(Saved entries)
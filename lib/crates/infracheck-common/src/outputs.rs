//! Outputs produced by a successful apply.
//!
//! An [`OutputSet`] is built once from the tool's `output -json` document and
//! is read-only afterwards. Lookups distinguish a missing output from an
//! output of the wrong shape, since assertions legitimately probe for both.

use std::collections::BTreeMap;

use serde::Serialize;
use serde_json::Value;
use thiserror::Error;

/// A single output value: a scalar string or a flat string map.
#[derive(Debug, Clone, PartialEq, Eq, Serialize)]
#[serde(untagged)]
pub enum OutputValue {
    Scalar(String),
    Map(BTreeMap<String, String>),
}

impl OutputValue {
    /// `true` for an empty string or an empty map.
    #[must_use]
    pub fn is_empty(&self) -> bool {
        match self {
            Self::Scalar(s) => s.is_empty(),
            Self::Map(m) => m.is_empty(),
        }
    }

    fn kind(&self) -> &'static str {
        match self {
            Self::Scalar(_) => "scalar",
            Self::Map(_) => "map",
        }
    }
}

/// Errors raised when reading outputs.
#[derive(Debug, Clone, Error, PartialEq, Eq)]
pub enum OutputError {
    #[error("output '{0}' not found")]
    NotFound(String),

    #[error("output '{name}' is a {actual}, expected a {expected}")]
    WrongKind {
        name: String,
        expected: &'static str,
        actual: &'static str,
    },

    #[error("malformed output document: {0}")]
    Malformed(String),
}

/// Immutable mapping from output name to value.
#[derive(Debug, Clone, Default, PartialEq, Eq, Serialize)]
#[serde(transparent)]
pub struct OutputSet {
    values: BTreeMap<String, OutputValue>,
}

impl OutputSet {
    /// Parse the document printed by `terraform output -json`.
    ///
    /// Each top-level member is an object carrying a `value`. Strings are kept
    /// verbatim, booleans and numbers render as their literal text, objects of
    /// scalars become maps, and anything else is kept as compact JSON.
    pub fn from_tool_json(bytes: &[u8]) -> Result<Self, OutputError> {
        if bytes.iter().all(u8::is_ascii_whitespace) {
            return Ok(Self::default());
        }
        let doc: Value =
            serde_json::from_slice(bytes).map_err(|e| OutputError::Malformed(e.to_string()))?;
        let Value::Object(entries) = doc else {
            return Err(OutputError::Malformed("expected a JSON object".to_string()));
        };

        let mut values = BTreeMap::new();
        for (name, entry) in entries {
            let value = entry
                .get("value")
                .ok_or_else(|| OutputError::Malformed(format!("output '{name}' has no value")))?;
            values.insert(name, convert(value));
        }
        Ok(Self { values })
    }

    /// Look up a scalar output.
    pub fn get(&self, name: &str) -> Result<&str, OutputError> {
        match self.lookup(name)? {
            OutputValue::Scalar(s) => Ok(s),
            other => Err(wrong_kind(name, "scalar", other)),
        }
    }

    /// Look up a map output.
    pub fn get_map(&self, name: &str) -> Result<&BTreeMap<String, String>, OutputError> {
        match self.lookup(name)? {
            OutputValue::Map(m) => Ok(m),
            other => Err(wrong_kind(name, "map", other)),
        }
    }

    /// Look up an output of either shape.
    pub fn lookup(&self, name: &str) -> Result<&OutputValue, OutputError> {
        self.values
            .get(name)
            .ok_or_else(|| OutputError::NotFound(name.to_string()))
    }

    #[must_use]
    pub fn len(&self) -> usize {
        self.values.len()
    }

    #[must_use]
    pub fn is_empty(&self) -> bool {
        self.values.is_empty()
    }

    pub fn names(&self) -> impl Iterator<Item = &str> {
        self.values.keys().map(String::as_str)
    }
}

impl FromIterator<(String, OutputValue)> for OutputSet {
    fn from_iter<I: IntoIterator<Item = (String, OutputValue)>>(iter: I) -> Self {
        Self {
            values: iter.into_iter().collect(),
        }
    }
}

fn wrong_kind(name: &str, expected: &'static str, actual: &OutputValue) -> OutputError {
    OutputError::WrongKind {
        name: name.to_string(),
        expected,
        actual: actual.kind(),
    }
}

fn convert(value: &Value) -> OutputValue {
    if let Some(s) = render_scalar(value) {
        return OutputValue::Scalar(s);
    }
    if let Value::Object(members) = value {
        let flat: Option<BTreeMap<String, String>> = members
            .iter()
            .map(|(k, v)| render_scalar(v).map(|s| (k.clone(), s)))
            .collect();
        if let Some(map) = flat {
            return OutputValue::Map(map);
        }
    }
    OutputValue::Scalar(value.to_string())
}

fn render_scalar(value: &Value) -> Option<String> {
    match value {
        Value::String(s) => Some(s.clone()),
        Value::Bool(b) => Some(b.to_string()),
        Value::Number(n) => Some(n.to_string()),
        Value::Null => Some(String::new()),
        Value::Array(_) | Value::Object(_) => None,
    }
}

To do:
Your answer must be the line holding "let flat: Option<BTreeMap<String, String>>" and every later line of the entries above, written out exactly, and nothing else.

Solution for this problem:
        let flat: Option<BTreeMap<String, String>> = members
            .iter()
            .map(|(k, v)| render_scalar(v).map(|s| (k.clone(), s)))
            .collect();
        if let Some(map) = flat {
            return OutputValue::Map(map);
        }
    }
    OutputValue::Scalar(value.to_string())
}

fn render_scalar(value: &Value) -> Option<String> {
    match value {
        Value::String(s) => Some(s.clone()),
        Value::Bool(b) => Some(b.to_string()),
        Value::Number(n) => Some(n.to_string()),
        Value::Null => Some(String::new()),
        Value::Array(_) | Value::Object(_) => None,
    }
}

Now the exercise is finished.